**Exercise directions:**
With no line omitted, restate the records below exactly as they appear.

**Excerpted records:**
--- --- ---
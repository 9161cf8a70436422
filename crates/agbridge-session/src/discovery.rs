use std::{
    collections::HashSet,
    path::{Path, PathBuf},
    sync::{Mutex, PoisonError},
    time::{Duration, Instant},
};

use agbridge_core::humanize_age;
use chrono::{DateTime, Utc};
use serde::Serialize;
use walkdir::WalkDir;

pub const SESSIONS_DIR_ENV: &str = "AGBRIDGE_SESSIONS_DIR";
pub const DISCOVERY_CACHE_TTL: Duration = Duration::from_secs(60);

const SESSION_FILE_NAME: &str = "session.json";

#[derive(Debug, Clone, PartialEq, Eq, Serialize)]
/// Stat-level facts about one session file. The file body is never read.
pub struct SessionMetadata {
    pub id: String,
    pub path: PathBuf,
    pub modified: DateTime<Utc>,
    pub size: u64,
    pub age: String,
}

#[derive(Debug)]
struct CachedListing {
    sessions: Vec<SessionMetadata>,
    captured_at: Instant,
}

#[derive(Debug)]
/// Lists sessions across ordered search roots with a short-lived cache.
pub struct SessionDiscovery {
    roots: Vec<PathBuf>,
    ttl: Duration,
    cache: Mutex<Option<CachedListing>>,
}

impl Default for SessionDiscovery {
    fn default() -> Self {
        Self::new()
    }
}

impl SessionDiscovery {
    /// Uses the environment override followed by the platform default.
    pub fn new() -> Self {
        Self::with_roots(default_search_roots())
    }

    pub fn with_roots(roots: Vec<PathBuf>) -> Self {
        Self {
            roots,
            ttl: DISCOVERY_CACHE_TTL,
            cache: Mutex::new(None),
        }
    }

    pub fn with_ttl(mut self, ttl: Duration) -> Self {
        self.ttl = ttl;
        self
    }

    pub fn roots(&self) -> &[PathBuf] {
        &self.roots
    }

    /// Returns every session, newest first.
    pub fn discover(&self) -> Vec<SessionMetadata> {
        let mut cache = self.cache.lock().unwrap_or_else(PoisonError::into_inner);
        if let Some(listing) = cache.as_ref() {
            if listing.captured_at.elapsed() < self.ttl {
                return listing.sessions.clone();
            }
        }

        let sessions = scan_roots(&self.roots, Utc::now());
        tracing::debug!(
            sessions = sessions.len(),
            roots = self.roots.len(),
            "rebuilt session listing"
        );
        *cache = Some(CachedListing {
            sessions: sessions.clone(),
            captured_at: Instant::now(),
        });
        sessions
    }

    pub fn latest(&self) -> Option<SessionMetadata> {
        self.discover().into_iter().next()
    }

    pub fn by_id(&self, id: &str) -> Option<SessionMetadata> {
        self.discover().into_iter().find(|session| session.id == id)
    }

    /// Drops the cached listing so the next call rescans.
    pub fn invalidate(&self) {
        *self.cache.lock().unwrap_or_else(PoisonError::into_inner) = None;
    }
}

/// Search roots in priority order: `AGBRIDGE_SESSIONS_DIR`, then the
/// platform default for the running OS.
pub fn default_search_roots() -> Vec<PathBuf> {
    let mut roots = Vec::new();
    if let Some(dir) = std::env::var_os(SESSIONS_DIR_ENV).filter(|dir| !dir.is_empty()) {
        roots.push(PathBuf::from(dir));
    }
    let appdata = std::env::var_os("APPDATA").map(PathBuf::from);
    if let Some(dir) = platform_sessions_dir(
        std::env::consts::OS,
        dirs::home_dir().as_deref(),
        appdata.as_deref(),
    ) {
        if !roots.contains(&dir) {
            roots.push(dir);
        }
    }
    roots
}

pub fn platform_sessions_dir(
    os: &str,
    home: Option<&Path>,
    appdata: Option<&Path>,
) -> Option<PathBuf> {
    match os {
        "linux" => Some(home?.join(".config").join("Antigravity").join("sessions")),
        "macos" => Some(
            home?
                .join("Library")
                .join("Application Support")
                .join("Antigravity")
                .join("sessions"),
        ),
        "windows" => {
            let base = match appdata {
                Some(appdata) => appdata.to_path_buf(),
                None => home?.join("AppData").join("Roaming"),
            };
            Some(base.join("Antigravity").join("sessions"))
        }
        _ => None,
    }
}

fn scan_roots(roots: &[PathBuf], now: DateTime<Utc>) -> Vec<SessionMetadata> {
    let mut seen = HashSet::new();
    let mut sessions = Vec::new();
    for root in roots {
        for session in scan_root(root, now) {
            if seen.insert(session.id.clone()) {
                sessions.push(session);
            }
        }
    }
    sessions.sort_by(|left, right| {
        right
            .modified
            .cmp(&left.modified)
            .then_with(|| left.id.cmp(&right.id))
    });
    sessions
}

fn scan_root(root: &Path, now: DateTime<Utc>) -> Vec<SessionMetadata> {
    if !root.is_dir() {
        return Vec::new();
    }
    let mut sessions = Vec::new();
    let walker = WalkDir::new(root)
        .min_depth(1)
        .max_depth(2)
        .sort_by_file_name();
    for entry in walker {
        let entry = match entry {
            Ok(entry) => entry,
            Err(error) => {
                tracing::debug!(root = %root.display(), %error, "skipping unreadable session entry");
                continue;
            }
        };
        if !entry.file_type().is_file() {
            continue;
        }
        let Some(id) = candidate_id(entry.path(), entry.depth()) else {
            continue;
        };
        let metadata = match entry.metadata() {
            Ok(metadata) => metadata,
            Err(error) => {
                tracing::debug!(path = %entry.path().display(), %error, "skipping session without metadata");
                continue;
            }
        };
        let Ok(modified) = metadata.modified() else {
            continue;
        };
        let modified = DateTime::<Utc>::from(modified);
        sessions.push(SessionMetadata {
            id,
            path: entry.path().to_path_buf(),
            modified,
            size: metadata.len(),
            age: humanize_age(modified, now),
        });
    }
    sessions
}

fn candidate_id(path: &Path, depth: usize) -> Option<String> {
    let file_name = path.file_name()?.to_str()?;
    if file_name.starts_with('.') {
        return None;
    }
    match depth {
        1 => file_name
            .strip_suffix(".json")
            .filter(|stem| !stem.is_empty())
            .map(str::to_string),
        2 if file_name == SESSION_FILE_NAME => path
            .parent()?
            .file_name()?
            .to_str()
            .filter(|name| !name.starts_with('.'))
            .map(str::to_string),
        _ => None,
    }
}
--- --- ---
**Answer section:**
repository 9161cf8a70436422
filename crates/agbridge-session/src/discovery.rs
use std::{
    collections::HashSet,
    path::{Path, PathBuf},
    sync::{Mutex, PoisonError},
    time::{Duration, Instant},
};

use agbridge_core::humanize_age;
use chrono::{DateTime, Utc};
use serde::Serialize;
use walkdir::WalkDir;

pub const SESSIONS_DIR_ENV: &str = "AGBRIDGE_SESSIONS_DIR";
pub const DISCOVERY_CACHE_TTL: Duration = Duration::from_secs(60);

const SESSION_FILE_NAME: &str = "session.json";

#[derive(Debug, Clone, PartialEq, Eq, Serialize)]
/// Stat-level facts about one session file. The file body is never read.
pub struct SessionMetadata {
    pub id: String,
    pub path: PathBuf,
    pub modified: DateTime<Utc>,
    pub size: u64,
    pub age: String,
}

#[derive(Debug)]
struct CachedListing {
    sessions: Vec<SessionMetadata>,
    captured_at: Instant,
}

#[derive(Debug)]
/// Lists sessions across ordered search roots with a short-lived cache.
pub struct SessionDiscovery {
    roots: Vec<PathBuf>,
    ttl: Duration,
    cache: Mutex<Option<CachedListing>>,
}

impl Default for SessionDiscovery {
    fn default() -> Self {
        Self::new()
    }
}

impl SessionDiscovery {
    /// Uses the environment override followed by the platform default.
    pub fn new() -> Self {
        Self::with_roots(default_search_roots())
    }

    pub fn with_roots(roots: Vec<PathBuf>) -> Self {
        Self {
            roots,
            ttl: DISCOVERY_CACHE_TTL,
            cache: Mutex::new(None),
        }
    }

    pub fn with_ttl(mut self, ttl: Duration) -> Self {
        self.ttl = ttl;
        self
    }

    pub fn roots(&self) -> &[PathBuf] {
        &self.roots
    }

    /// Returns every session, newest first.
    pub fn discover(&self) -> Vec<SessionMetadata> {
        let mut cache = self.cache.lock().unwrap_or_else(PoisonError::into_inner);
        if let Some(listing) = cache.as_ref() {
            if listing.captured_at.elapsed() < self.ttl {
                return listing.sessions.clone();
            }
        }

        let sessions = scan_roots(&self.roots, Utc::now());
        tracing::debug!(
            sessions = sessions.len(),
            roots = self.roots.len(),
            "rebuilt session listing"
        );
        *cache = Some(CachedListing {
            sessions: sessions.clone(),
            captured_at: Instant::now(),
        });
        sessions
    }

    pub fn latest(&self) -> Option<SessionMetadata> {
        self.discover().into_iter().next()
    }

    pub fn by_id(&self, id: &str) -> Option<SessionMetadata> {
        self.discover().into_iter().find(|session| session.id == id)
    }

    /// Drops the cached listing so the next call rescans.
    pub fn invalidate(&self) {
        *self.cache.lock().unwrap_or_else(PoisonError::into_inner) = None;
    }
}

/// Search roots in priority order: `AGBRIDGE_SESSIONS_DIR`, then the
/// platform default for the running OS.
pub fn default_search_roots() -> Vec<PathBuf> {
    let mut roots = Vec::new();
    if let Some(dir) = std::env::var_os(SESSIONS_DIR_ENV).filter(|dir| !dir.is_empty()) {
        roots.push(PathBuf::from(dir));
    }
    let appdata = std::env::var_os("APPDATA").map(PathBuf::from);
    if let Some(dir) = platform_sessions_dir(
        std::env::consts::OS,
        dirs::home_dir().as_deref(),
        appdata.as_deref(),
    ) {
        if !roots.contains(&dir) {
            roots.push(dir);
        }
    }
    roots
}

pub fn platform_sessions_dir(
    os: &str,
    home: Option<&Path>,
    appdata: Option<&Path>,
) -> Option<PathBuf> {
    match os {
        "linux" => Some(home?.join(".config").join("Antigravity").join("sessions")),
        "macos" => Some(
            home?
                .join("Library")
                .join("Application Support")
                .join("Antigravity")
                .join("sessions"),
        ),
        "windows" => {
            let base = match appdata {
                Some(appdata) => appdata.to_path_buf(),
                None => home?.join("AppData").join("Roaming"),
            };
            Some(base.join("Antigravity").join("sessions"))
        }
        _ => None,
    }
}

fn scan_roots(roots: &[PathBuf], now: DateTime<Utc>) -> Vec<SessionMetadata> {
    let mut seen = HashSet::new();
    let mut sessions = Vec::new();
    for root in roots {
        for session in scan_root(root, now) {
            if seen.insert(session.id.clone()) {
                sessions.push(session);
            }
        }
    }
    sessions.sort_by(|left, right| {
        right
            .modified
            .cmp(&left.modified)
            .then_with(|| left.id.cmp(&right.id))
    });
    sessions
}

fn scan_root(root: &Path, now: DateTime<Utc>) -> Vec<SessionMetadata> {
    if !root.is_dir() {
        return Vec::new();
    }
    let mut sessions = Vec::new();
    let walker = WalkDir::new(root)
        .min_depth(1)
        .max_depth(2)
        .sort_by_file_name();
    for entry in walker {
        let entry = match entry {
            Ok(entry) => entry,
            Err(error) => {
                tracing::debug!(root = %root.display(), %error, "skipping unreadable session entry");
                continue;
            }
        };
        if !entry.file_type().is_file() {
            continue;
        }
        let Some(id) = candidate_id(entry.path(), entry.depth()) else {
            continue;
        };
        let metadata = match entry.metadata() {
            Ok(metadata) => metadata,
            Err(error) => {
                tracing::debug!(path = %entry.path().display(), %error, "skipping session without metadata");
                continue;
            }
        };
        let Ok(modified) = metadata.modified() else {
            continue;
        };
        let modified = DateTime::<Utc>::from(modified);
        sessions.push(SessionMetadata {
            id,
            path: entry.path().to_path_buf(),
            modified,
            size: metadata.len(),
            age: humanize_age(modified, now),
        });
    }
    sessions
}

fn candidate_id(path: &Path, depth: usize) -> Option<String> {
    let file_name = path.file_name()?.to_str()?;
    if file_name.starts_with('.') {
        return None;
    }
    match depth {
        1 => file_name
            .strip_suffix(".json")
            .filter(|stem| !stem.is_empty())
            .map(str::to_string),
        2 if file_name == SESSION_FILE_NAME => path
            .parent()?
            .file_name()?
            .to_str()
            .filter(|name| !name.starts_with('.'))
            .map(str::to_string),
        _ => None,
    }
}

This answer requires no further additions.